BME 500: Jun Li, Ph.D.

“Pointillism and Big Data: the misguided quest for multi-scale laws in biology”

WHERE: Electrical Engineering and Computer Science Building, 1200 show on map

WHEN: February 6, 2020 4:00 pm-5:00 pmADD TO CALENDAR

BME 500: Jun Li, Ph.D.: “Pointillism and Big Data: the misguided quest for multi-scale laws in biology”

In today’s research we often talk about knowledge-extraction from Big Data, and integration across different scales: molecules, cells, tissues/organs, organisms and their communities. The pursuit of multi-scale synthesis has a long history. For the microscopic world we have largely succeeded in connecting the chemical properties of molecules with the facts of atoms and their constituents and interactions. In epidemiology, many are currently applying linear mixed models to quantify the genetic contribution of disease risks in the general population. By and large, we live with the tacit belief that basic principles, once found, will be simple and elegant, and that we can build Systems Biology from the ground level.
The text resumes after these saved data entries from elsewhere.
use std::sync::Arc;

use axum::extract::State;
use axum::http::{Method, StatusCode};
use serde_json::{json, Value};
use tower::ServiceExt;

use super::common::*;
use crate::workflows::admission::domain::ApplicationStatus;
use crate::workflows::admission::router::{self, admission_router, STAFF_HEADER};
use crate::workflows::admission::service::AdmissionPorts;

fn submission_json() -> Value {
    serde_json::to_value(submission()).expect("serialize submission")
}

#[tokio::test]
async fn submit_route_returns_reference_and_token() {
    let harness = Harness::new();
    let app = admission_router(harness.service.clone());

    let response = app
        .oneshot(json_request(
            Method::POST,
            "/api/v1/admissions/applications",
            &submission_json(),
        ))
        .await
        .expect("route executes");

    assert_eq!(response.status(), StatusCode::CREATED);
    let payload = read_json_body(response).await;
    assert!(payload["reference_number"]
        .as_str()
        .expect("reference")
        .starts_with("KSIS-"));
    assert_eq!(payload["tracking_token"].as_str().map(str::len), Some(32));
    assert_eq!(payload["status"], "enquiry_new");
}

#[tokio::test]
async fn public_validation_errors_do_not_name_fields() {
    let harness = Harness::new();
    let mut body = submission_json();
    body["email"] = json!("not-an-email");

    let submission = serde_json::from_value(body).expect("still a submission");
    let response =
        router::submit_handler(State(harness.service.clone()), axum::Json(submission)).await;

    assert_eq!(response.status(), StatusCode::UNPROCESSABLE_ENTITY);
    let payload = read_json_body(response).await;
    let message = payload["error"].as_str().expect("message");
    assert!(message.contains("check your details"));
    assert!(!message.contains("email"));
}

#[tokio::test]
async fn resolve_route_hides_wrong_birth_date() {
    let harness = Harness::new();
    let application = harness.submit();
    let app = admission_router(harness.service.clone());

    let response = app
        .clone()
        .oneshot(json_request(
            Method::POST,
            "/api/v1/admissions/tracking/resolve",
            &json!({
                "reference_number": application.reference_number.0,
                "date_of_birth": "2020-01-01",
            }),
        ))
        .await
        .expect("route executes");
    assert_eq!(response.status(), StatusCode::NOT_FOUND);
    let payload = read_json_body(response).await;
    assert!(payload["error"]
        .as_str()
        .expect("message")
        .contains("check your details"));

    let response = app
        .oneshot(json_request(
            Method::POST,
            "/api/v1/admissions/tracking/resolve",
            &json!({
                "reference_number": application.reference_number.0,
                "date_of_birth": "2021-01-01",
            }),
        ))
        .await
        .expect("route executes");
    assert_eq!(response.status(), StatusCode::OK);
    let payload = read_json_body(response).await;
    assert_eq!(payload["tracking_token"], application.tracking_token.0);
}

#[tokio::test]
async fn tracking_routes_show_status_and_accept_links() {
    let harness = Harness::new();
    let application = harness.submit();
    let token = application.tracking_token.0.clone();
    let app = admission_router(harness.service.clone());

    let response = app
        .clone()
        .oneshot(json_request(
            Method::PUT,
            &format!("/api/v1/admissions/tracking/{token}/documents"),
            &json!({ "url": "https://drive.google.com/folder/abc" }),
        ))
        .await
        .expect("route executes");
    assert_eq!(response.status(), StatusCode::OK);

    let response = app
        .oneshot(get_request(&format!("/api/v1/admissions/tracking/{token}")))
        .await
        .expect("route executes");
    assert_eq!(response.status(), StatusCode::OK);
    let payload = read_json_body(response).await;
    assert_eq!(payload["status"], "enquiry_new");
    assert_eq!(
        payload["documents_link"],
        "https://drive.google.com/folder/abc"
    );
    assert_eq!(
        payload["remarks"],
        "We will contact you within 2-3 business days"
    );
    assert!(payload.get("email").is_none());
}

#[tokio::test]
async fn unknown_token_is_not_found() {
    let harness = Harness::new();
    let app = admission_router(harness.service.clone());

    let response = app
        .oneshot(get_request("/api/v1/admissions/tracking/deadbeef"))
        .await
        .expect("route executes");
    assert_eq!(response.status(), StatusCode::NOT_FOUND);
}

#[tokio::test]
async fn status_route_reports_invalid_transitions() {
    let harness = Harness::new();
    let application = harness.submit();
    let app = admission_router(harness.service.clone());

    let response = app
        .oneshot(json_request(
            Method::PATCH,
            &format!(
                "/api/v1/admissions/staff/applications/{}/status",
                application.id.0
            ),
            &json!({ "status": "payment_pending" }),
        ))
        .await
        .expect("route executes");

    assert_eq!(response.status(), StatusCode::CONFLICT);
    let payload = read_json_body(response).await;
    assert_eq!(payload["code"], "invalid_transition");
    assert_eq!(payload["from"], "enquiry_new");
    assert_eq!(payload["to"], "payment_pending");
}

#[tokio::test]
async fn status_route_requires_remarks_for_hold() {
    let harness = Harness::new();
    let application = harness.submit();
    harness.move_to(&application.id, ApplicationStatus::DocumentsPending);
    let app = admission_router(harness.service.clone());
    let uri = format!(
        "/api/v1/admissions/staff/applications/{}/status",
        application.id.0
    );

    let response = app
        .clone()
        .oneshot(json_request(
            Method::PATCH,
            &uri,
            &json!({ "status": "on_hold", "remarks": "  " }),
        ))
        .await
        .expect("route executes");
    assert_eq!(response.status(), StatusCode::UNPROCESSABLE_ENTITY);
    let payload = read_json_body(response).await;
    assert_eq!(payload["code"], "validation");

    let response = app
        .oneshot(json_request(
            Method::PATCH,
            &uri,
            &json!({ "status": "on_hold", "remarks": "missing TC" }),
        ))
        .await
        .expect("route executes");
    assert_eq!(response.status(), StatusCode::OK);
    let payload = read_json_body(response).await;
    assert_eq!(payload["application"]["status"], "on_hold");
    assert_eq!(payload["notification_sent"], true);
}

#[tokio::test]
async fn admit_route_returns_numbers_and_credentials() {
    let harness = Harness::new();
    let application = harness.verified_application();
    let app = admission_router(harness.service.clone());

    let response = app
        .oneshot(json_request(
            Method::POST,
            &format!(
                "/api/v1/admissions/staff/applications/{}/admit",
                application.id.0
            ),
            &json!({ "section": "A", "academic_year": "2025-2026" }),
        ))
        .await
        .expect("route executes");

    assert_eq!(response.status(), StatusCode::OK);
    let payload = read_json_body(response).await;
    assert_eq!(payload["admission_number"], "ADM-2025-MEDA-0001");
    assert_eq!(payload["roll_number"], "2025-PRE_KG-A-001");
    assert_eq!(payload["parent_credentials"]["login_email"], PARENT_EMAIL);
    assert_eq!(
        payload["parent_credentials"]["default_password"]
            .as_str()
            .map(str::len),
        Some(12)
    );
    assert_eq!(payload["application"]["status"], "admitted");
}

#[tokio::test]
async fn admit_route_names_the_failed_step() {
    let harness = Harness::with(|store, ports| AdmissionPorts {
        students: Arc::new(FailingStudents {
            inner: store.clone(),
        }),
        ..ports
    });
    let application = harness.verified_application();
    let app = admission_router(harness.service.clone());

    let response = app
        .oneshot(json_request(
            Method::POST,
            &format!(
                "/api/v1/admissions/staff/applications/{}/admit",
                application.id.0
            ),
            &json!({ "section": "A", "academic_year": "2025-2026" }),
        ))
        .await
        .expect("route executes");

    assert_eq!(response.status(), StatusCode::BAD_GATEWAY);
    let payload = read_json_body(response).await;
    assert_eq!(payload["code"], "admission_failed");
    assert_eq!(payload["step"], "student_creation");
    assert_eq!(
        harness.status_of(&application.id),
        ApplicationStatus::DocumentsVerified
    );
}

#[tokio::test]
async fn walk_in_route_records_staff_actor() {
    let harness = Harness::new();
    let app = admission_router(harness.service.clone());
    let mut body = submission_json();
    body["lead"] = json!("enquiry_warm");

    let mut request = json_request(Method::POST, "/api/v1/admissions/staff/walk-ins", &body);
    request
        .headers_mut()
        .insert(STAFF_HEADER, "Lakshmi".parse().expect("header value"));

    let response = app.oneshot(request).await.expect("route executes");
    assert_eq!(response.status(), StatusCode::CREATED);
    let payload = read_json_body(response).await;
    assert_eq!(payload["status"], "enquiry_warm");

    let id = payload["id"].as_str().expect("id").to_string();
    let history = harness
        .service
        .history(&crate::workflows::admission::ApplicationId(id))
        .expect("history");
    assert_eq!(history[0].actor, crate::workflows::admission::Actor::staff("Lakshmi"));
}

#[tokio::test]
async fn staff_list_supports_filter_and_sort() {
    let harness = Harness::new();
    harness.submit();
    let diya = harness
        .service
        .submit(sibling_submission())
        .expect("submitted");
    harness.move_to(&diya.id, ApplicationStatus::EnquiryHot);
    let app = admission_router(harness.service.clone());

    let response = app
        .clone()
        .oneshot(get_request(
            "/api/v1/admissions/staff/applications?status=enquiry_hot",
        ))
        .await
        .expect("route executes");
    assert_eq!(response.status(), StatusCode::OK);
    let payload = read_json_body(response).await;
    let listed = payload.as_array().expect("array");
    assert_eq!(listed.len(), 1);
    assert_eq!(listed[0]["applicant"]["student_name"], "Diya R");

    let response = app
        .oneshot(get_request(
            "/api/v1/admissions/staff/applications?sort=student_name&direction=asc",
        ))
        .await
        .expect("route executes");
    let payload = read_json_body(response).await;
    let names: Vec<_> = payload
        .as_array()
        .expect("array")
        .iter()
        .map(|application| application["applicant"]["student_name"].clone())
        .collect();
    assert_eq!(names, vec![json!("Aarav R"), json!("Diya R")]);
}

#[tokio::test]
async fn staff_detail_history_and_summary_routes() {
    let harness = Harness::new();
    let application = harness.submit();
    harness.move_to(&application.id, ApplicationStatus::DocumentsPending);
    let app = admission_router(harness.service.clone());

    let response = app
        .clone()
        .oneshot(get_request(&format!(
            "/api/v1/admissions/staff/applications/{}",
            application.id.0
        )))
        .await
        .expect("route executes");
    assert_eq!(response.status(), StatusCode::OK);
    let payload = read_json_body(response).await;
    assert_eq!(payload["applicant"]["parent"]["email"], PARENT_EMAIL);
    let mut next: Vec<&str> = payload["next_statuses"]
        .as_array()
        .expect("next statuses")
        .iter()
        .filter_map(|status| status.as_str())
        .collect();
    next.sort_unstable();
    assert_eq!(next, ["documents_verified", "on_hold", "rejected"]);

    let response = app
        .clone()
        .oneshot(get_request(&format!(
            "/api/v1/admissions/staff/applications/{}/history",
            application.id.0
        )))
        .await
        .expect("route executes");
    let payload = read_json_body(response).await;
    assert_eq!(payload.as_array().map(Vec::len), Some(2));

    let response = app
        .clone()
        .oneshot(get_request("/api/v1/admissions/staff/summary"))
        .await
        .expect("route executes");
    let payload = read_json_body(response).await;
    assert_eq!(payload["total"], 1);
    assert_eq!(payload["by_status"]["documents_pending"], 1);

    let response = app
        .oneshot(get_request("/api/v1/admissions/staff/applications/missing"))
        .await
        .expect("route executes");
    assert_eq!(response.status(), StatusCode::NOT_FOUND);
}

#[tokio::test]
async fn staff_link_route_rejects_unknown_kind() {
    let harness = Harness::new();
    let application = harness.submit();
    let app = admission_router(harness.service.clone());

    let response = app
        .clone()
        .oneshot(json_request(
            Method::PUT,
            &format!(
                "/api/v1/admissions/staff/applications/{}/links/transcript",
                application.id.0
            ),
            &json!({ "url": "https://drive.google.com/x" }),
        ))
        .await
        .expect("route executes");
    assert_eq!(response.status(), StatusCode::NOT_FOUND);

    let response = app
        .oneshot(json_request(
            Method::PUT,
            &format!(
                "/api/v1/admissions/staff/applications/{}/links/payment-receipt",
                application.id.0
            ),
            &json!({ "url": "https://pay.example.org/r/1" }),
        ))
        .await
        .expect("route executes");
    assert_eq!(response.status(), StatusCode::OK);
    let payload = read_json_body(response).await;
    assert_eq!(payload["payment_receipt_link"], "https://pay.example.org/r/1");
}

#[tokio::test]
async fn store_outage_is_unavailable_on_both_surfaces() {
    let harness = Harness::with(|_, ports| AdmissionPorts {
        applications: Arc::new(UnavailableApplications),
        ..ports
    });
    let app = admission_router(harness.service.clone());

    let response = app
        .clone()
        .oneshot(json_request(
            Method::POST,
            "/api/v1/admissions/applications",
            &submission_json(),
        ))
        .await
        .expect("route executes");
    assert_eq!(response.status(), StatusCode::SERVICE_UNAVAILABLE);

    let response = app
        .oneshot(get_request("/api/v1/admissions/staff/applications"))
        .await
        .expect("route executes");
    assert_eq!(response.status(), StatusCode::SERVICE_UNAVAILABLE);
    let payload = read_json_body(response).await;
    assert_eq!(payload["code"], "unavailable");
}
This leads to a pointillistic research culture, as when we try to explain the heredity of complex traits by summing up the individual actions of millions of DNA variants, or when we look for the neural basis of behavior by the connectivity and firing patterns of millions of neurons.
I will use this talk to share some thoughts on the emerging appreciation that, in biomedical data science, perhaps the best one can learn is not widely generalizable Mechanisms, but different laws for different scales of organization. There may not be a good chance, and perhaps no need, to "know" a system by brute force accumulation of larger and larger data at the bottom level. Acknowledging the irreducibility of highly-level phenomena in biology and medicine can help us appreciate the distinct methods, norms, and compromises in traditional disciplines, and steer the society's investment towards balanced collection of good data on all levels. By giving up the blind celebration of sample size, we give more attention to new technologies that can measure what was previously inaccessible, and to the next-generation of information science that embraces messy, context-specific models.